Exercise requirements → Write out the records below word for word, please.

Input →
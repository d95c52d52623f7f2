//! Text rendering of session snapshots.
//!
//! The [`Presenter`] watches successive snapshots and reports what changed,
//! so asynchronous results (search, POIs, routes, weather) print when they
//! land rather than when the command was typed.

use mapfence::app::AppState;
use mapfence::coord::Coordinate;
use mapfence::map::{MapView, TileSource};
use mapfence::provider::{Place, Poi, RoutePlan};

/// Turns snapshot changes into output lines.
pub struct Presenter {
    previous: AppState,
    /// Last search sequence whose results were printed
    shown_search: u64,
    shown_poi: u64,
}

impl Presenter {
    pub fn new(initial: AppState) -> Self {
        Self {
            shown_search: initial.search.latest_seq,
            shown_poi: initial.poi.latest_seq,
            previous: initial,
        }
    }

    /// Lines describing everything that changed since the last call.
    ///
    /// Snapshots may be coalesced, so completions are detected from sequence
    /// numbers rather than from seeing the pending flag flip.
    pub fn update(&mut self, next: AppState) -> Vec<String> {
        let prev = &self.previous;
        let mut lines = Vec::new();

        let search = &next.search;
        if !search.pending && search.latest_seq != self.shown_search {
            self.shown_search = search.latest_seq;
            if !search.query.trim().is_empty() {
                if search.results.is_empty() {
                    lines.push(format!("No places found for '{}'", search.query.trim()));
                } else {
                    lines.push(format!("Results for '{}':", search.query.trim()));
                    lines.extend(place_lines(&search.results));
                }
            }
        }

        let poi = &next.poi;
        if !poi.pending && poi.latest_seq != self.shown_poi {
            self.shown_poi = poi.latest_seq;
            if !poi.keyword.is_empty() {
                if poi.results.is_empty() {
                    lines.push(format!("No '{}' within {} m", poi.keyword, poi.radius_m));
                } else {
                    lines.push(format!("Nearby '{}':", poi.keyword));
                    lines.extend(poi_lines(&poi.results, next.center));
                }
            }
        }

        // An endpoint edit drops the old route without a result to report
        let same_endpoints = next.route.from == prev.route.from && next.route.to == prev.route.to;
        if same_endpoints
            && !next.route_pending
            && (prev.route_pending || next.route.polyline != prev.route.polyline)
        {
            lines.push(route_line(&next.route));
        }

        if next.weather != prev.weather {
            if let Some(weather) = next.weather {
                lines.push(format!("Weather at {}: {}", next.focus(), weather));
            }
        }

        if next.markers.len() > prev.markers.len() {
            if let Some(marker) = next.markers.first() {
                lines.push(format!(
                    "Marker {} at {}: {}",
                    marker.id,
                    marker.coordinate,
                    marker.label.as_deref().unwrap_or("Location")
                ));
            }
        }

        if next.geofence != prev.geofence {
            if let Some(fence) = next.geofence {
                lines.push(format!(
                    "Geofence at {}, radius {:.0} m ({})",
                    fence.center, fence.radius_m, next.fence_status
                ));
            }
        }

        if next.position.is_tracking != prev.position.is_tracking {
            lines.push(if next.position.is_tracking {
                "Tracking started".to_string()
            } else {
                "Tracking stopped".to_string()
            });
        }

        if next.position.last_error != prev.position.last_error {
            if let Some(error) = &next.position.last_error {
                lines.push(format!("Location error: {}", error));
            }
        }

        self.previous = next;
        lines
    }
}

pub fn place_lines(places: &[Place]) -> Vec<String> {
    places
        .iter()
        .enumerate()
        .map(|(i, place)| format!("{:>3}. {} ({})", i + 1, place.label, place.coordinate))
        .collect()
}

/// POI list with distances from `from`.
pub fn poi_lines(pois: &[Poi], from: Coordinate) -> Vec<String> {
    pois.iter()
        .enumerate()
        .map(|(i, poi)| {
            format!(
                "{:>3}. {} ({:.0} m)",
                i + 1,
                poi.label,
                from.distance_to(&poi.coordinate)
            )
        })
        .collect()
}

fn route_line(route: &RoutePlan) -> String {
    match route.summary() {
        Some(summary) => format!("Route: {}", summary),
        None => "No route found".to_string(),
    }
}

fn optional(coordinate: Option<Coordinate>) -> String {
    coordinate
        .map(|c| c.to_string())
        .unwrap_or_else(|| "-".to_string())
}

/// The `status` report.
pub fn status_lines(state: &AppState, source: &str) -> Vec<String> {
    let mut lines = vec![
        format!("Center:    {} (zoom {})", state.center, state.zoom),
        format!(
            "Position:  {} [{} {}]",
            optional(state.position.coordinate),
            source,
            if state.position.is_tracking {
                "tracking"
            } else {
                "idle"
            }
        ),
    ];

    if let Some(error) = &state.position.last_error {
        lines.push(format!("           last error: {}", error));
    }

    lines.push(match &state.geofence {
        Some(fence) => format!(
            "Geofence:  {} r={:.0} m, {}",
            fence.center, fence.radius_m, state.fence_status
        ),
        None => "Geofence:  -".to_string(),
    });

    lines.push(format!(
        "Route:     {} -> {}{}",
        optional(state.route.from),
        optional(state.route.to),
        match (state.route_pending, state.route.summary()) {
            (true, _) => " (planning...)".to_string(),
            (false, Some(summary)) => format!(", {}", summary),
            (false, None) => String::new(),
        }
    ));

    lines.push(format!("Markers:   {}", state.markers.len()));

    if let Some(weather) = state.weather {
        lines.push(format!("Weather:   {}", weather));
    }

    lines
}

/// The `map` report: what a map widget would draw.
pub fn map_lines(view: &MapView, tiles: &TileSource) -> Vec<String> {
    let mut lines = vec![format!("View {} at zoom {}", view.center, view.zoom)];

    if let Some(url) = view.center_tile_url(tiles) {
        lines.push(format!("  tile      {}", url));
    }
    if let Some(position) = view.user_position {
        lines.push(format!("  you       {}", position));
    }
    for marker in &view.markers {
        lines.push(format!(
            "  marker {}  {} {}",
            marker.id, marker.coordinate, marker.label
        ));
    }
    if let Some(route) = &view.route {
        lines.push(format!("  route     {} points", route.len()));
    }
    if let Some(fence) = &view.fence {
        lines.push(format!(
            "  fence     {} r={:.0} m ({})",
            fence.center, fence.radius_m, fence.status
        ));
    }
    lines.push(format!("  {}", tiles.attribution()));

    lines
}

Written response →
repository d95c52d52623f7f2
//! Text rendering of session snapshots.
//!
//! The [`Presenter`] watches successive snapshots and reports what changed,
//! so asynchronous results (search, POIs, routes, weather) print when they
//! land rather than when the command was typed.

use mapfence::app::AppState;
use mapfence::coord::Coordinate;
use mapfence::map::{MapView, TileSource};
use mapfence::provider::{Place, Poi, RoutePlan};

/// Turns snapshot changes into output lines.
pub struct Presenter {
    previous: AppState,
    /// Last search sequence whose results were printed
    shown_search: u64,
    shown_poi: u64,
}

impl Presenter {
    pub fn new(initial: AppState) -> Self {
        Self {
            shown_search: initial.search.latest_seq,
            shown_poi: initial.poi.latest_seq,
            previous: initial,
        }
    }

    /// Lines describing everything that changed since the last call.
    ///
    /// Snapshots may be coalesced, so completions are detected from sequence
    /// numbers rather than from seeing the pending flag flip.
    pub fn update(&mut self, next: AppState) -> Vec<String> {
        let prev = &self.previous;
        let mut lines = Vec::new();

        let search = &next.search;
        if !search.pending && search.latest_seq != self.shown_search {
            self.shown_search = search.latest_seq;
            if !search.query.trim().is_empty() {
                if search.results.is_empty() {
                    lines.push(format!("No places found for '{}'", search.query.trim()));
                } else {
                    lines.push(format!("Results for '{}':", search.query.trim()));
                    lines.extend(place_lines(&search.results));
                }
            }
        }

        let poi = &next.poi;
        if !poi.pending && poi.latest_seq != self.shown_poi {
            self.shown_poi = poi.latest_seq;
            if !poi.keyword.is_empty() {
                if poi.results.is_empty() {
                    lines.push(format!("No '{}' within {} m", poi.keyword, poi.radius_m));
                } else {
                    lines.push(format!("Nearby '{}':", poi.keyword));
                    lines.extend(poi_lines(&poi.results, next.center));
                }
            }
        }

        // An endpoint edit drops the old route without a result to report
        let same_endpoints = next.route.from == prev.route.from && next.route.to == prev.route.to;
        if same_endpoints
            && !next.route_pending
            && (prev.route_pending || next.route.polyline != prev.route.polyline)
        {
            lines.push(route_line(&next.route));
        }

        if next.weather != prev.weather {
            if let Some(weather) = next.weather {
                lines.push(format!("Weather at {}: {}", next.focus(), weather));
            }
        }

        if next.markers.len() > prev.markers.len() {
            if let Some(marker) = next.markers.first() {
                lines.push(format!(
                    "Marker {} at {}: {}",
                    marker.id,
                    marker.coordinate,
                    marker.label.as_deref().unwrap_or("Location")
                ));
            }
        }

        if next.geofence != prev.geofence {
            if let Some(fence) = next.geofence {
                lines.push(format!(
                    "Geofence at {}, radius {:.0} m ({})",
                    fence.center, fence.radius_m, next.fence_status
                ));
            }
        }

        if next.position.is_tracking != prev.position.is_tracking {
            lines.push(if next.position.is_tracking {
                "Tracking started".to_string()
            } else {
                "Tracking stopped".to_string()
            });
        }

        if next.position.last_error != prev.position.last_error {
            if let Some(error) = &next.position.last_error {
                lines.push(format!("Location error: {}", error));
            }
        }

        self.previous = next;
        lines
    }
}

pub fn place_lines(places: &[Place]) -> Vec<String> {
    places
        .iter()
        .enumerate()
        .map(|(i, place)| format!("{:>3}. {} ({})", i + 1, place.label, place.coordinate))
        .collect()
}

/// POI list with distances from `from`.
pub fn poi_lines(pois: &[Poi], from: Coordinate) -> Vec<String> {
    pois.iter()
        .enumerate()
        .map(|(i, poi)| {
            format!(
                "{:>3}. {} ({:.0} m)",
                i + 1,
                poi.label,
                from.distance_to(&poi.coordinate)
            )
        })
        .collect()
}

fn route_line(route: &RoutePlan) -> String {
    match route.summary() {
        Some(summary) => format!("Route: {}", summary),
        None => "No route found".to_string(),
    }
}

fn optional(coordinate: Option<Coordinate>) -> String {
    coordinate
        .map(|c| c.to_string())
        .unwrap_or_else(|| "-".to_string())
}

/// The `status` report.
pub fn status_lines(state: &AppState, source: &str) -> Vec<String> {
    let mut lines = vec![
        format!("Center:    {} (zoom {})", state.center, state.zoom),
        format!(
            "Position:  {} [{} {}]",
            optional(state.position.coordinate),
            source,
            if state.position.is_tracking {
                "tracking"
            } else {
                "idle"
            }
        ),
    ];

    if let Some(error) = &state.position.last_error {
        lines.push(format!("           last error: {}", error));
    }

    lines.push(match &state.geofence {
        Some(fence) => format!(
            "Geofence:  {} r={:.0} m, {}",
            fence.center, fence.radius_m, state.fence_status
        ),
        None => "Geofence:  -".to_string(),
    });

    lines.push(format!(
        "Route:     {} -> {}{}",
        optional(state.route.from),
        optional(state.route.to),
        match (state.route_pending, state.route.summary()) {
            (true, _) => " (planning...)".to_string(),
            (false, Some(summary)) => format!(", {}", summary),
            (false, None) => String::new(),
        }
    ));

    lines.push(format!("Markers:   {}", state.markers.len()));

    if let Some(weather) = state.weather {
        lines.push(format!("Weather:   {}", weather));
    }

    lines
}

/// The `map` report: what a map widget would draw.
pub fn map_lines(view: &MapView, tiles: &TileSource) -> Vec<String> {
    let mut lines = vec![format!("View {} at zoom {}", view.center, view.zoom)];

    if let Some(url) = view.center_tile_url(tiles) {
        lines.push(format!("  tile      {}", url));
    }
    if let Some(position) = view.user_position {
        lines.push(format!("  you       {}", position));
    }
    for marker in &view.markers {
        lines.push(format!(
            "  marker {}  {} {}",
            marker.id, marker.coordinate, marker.label
        ));
    }
    if let Some(route) = &view.route {
        lines.push(format!("  route     {} points", route.len()));
    }
    if let Some(fence) = &view.fence {
        lines.push(format!(
            "  fence     {} r={:.0} m ({})",
            fence.center, fence.radius_m, fence.status
        ));
    }
    lines.push(format!("  {}", tiles.attribution()));

    lines
}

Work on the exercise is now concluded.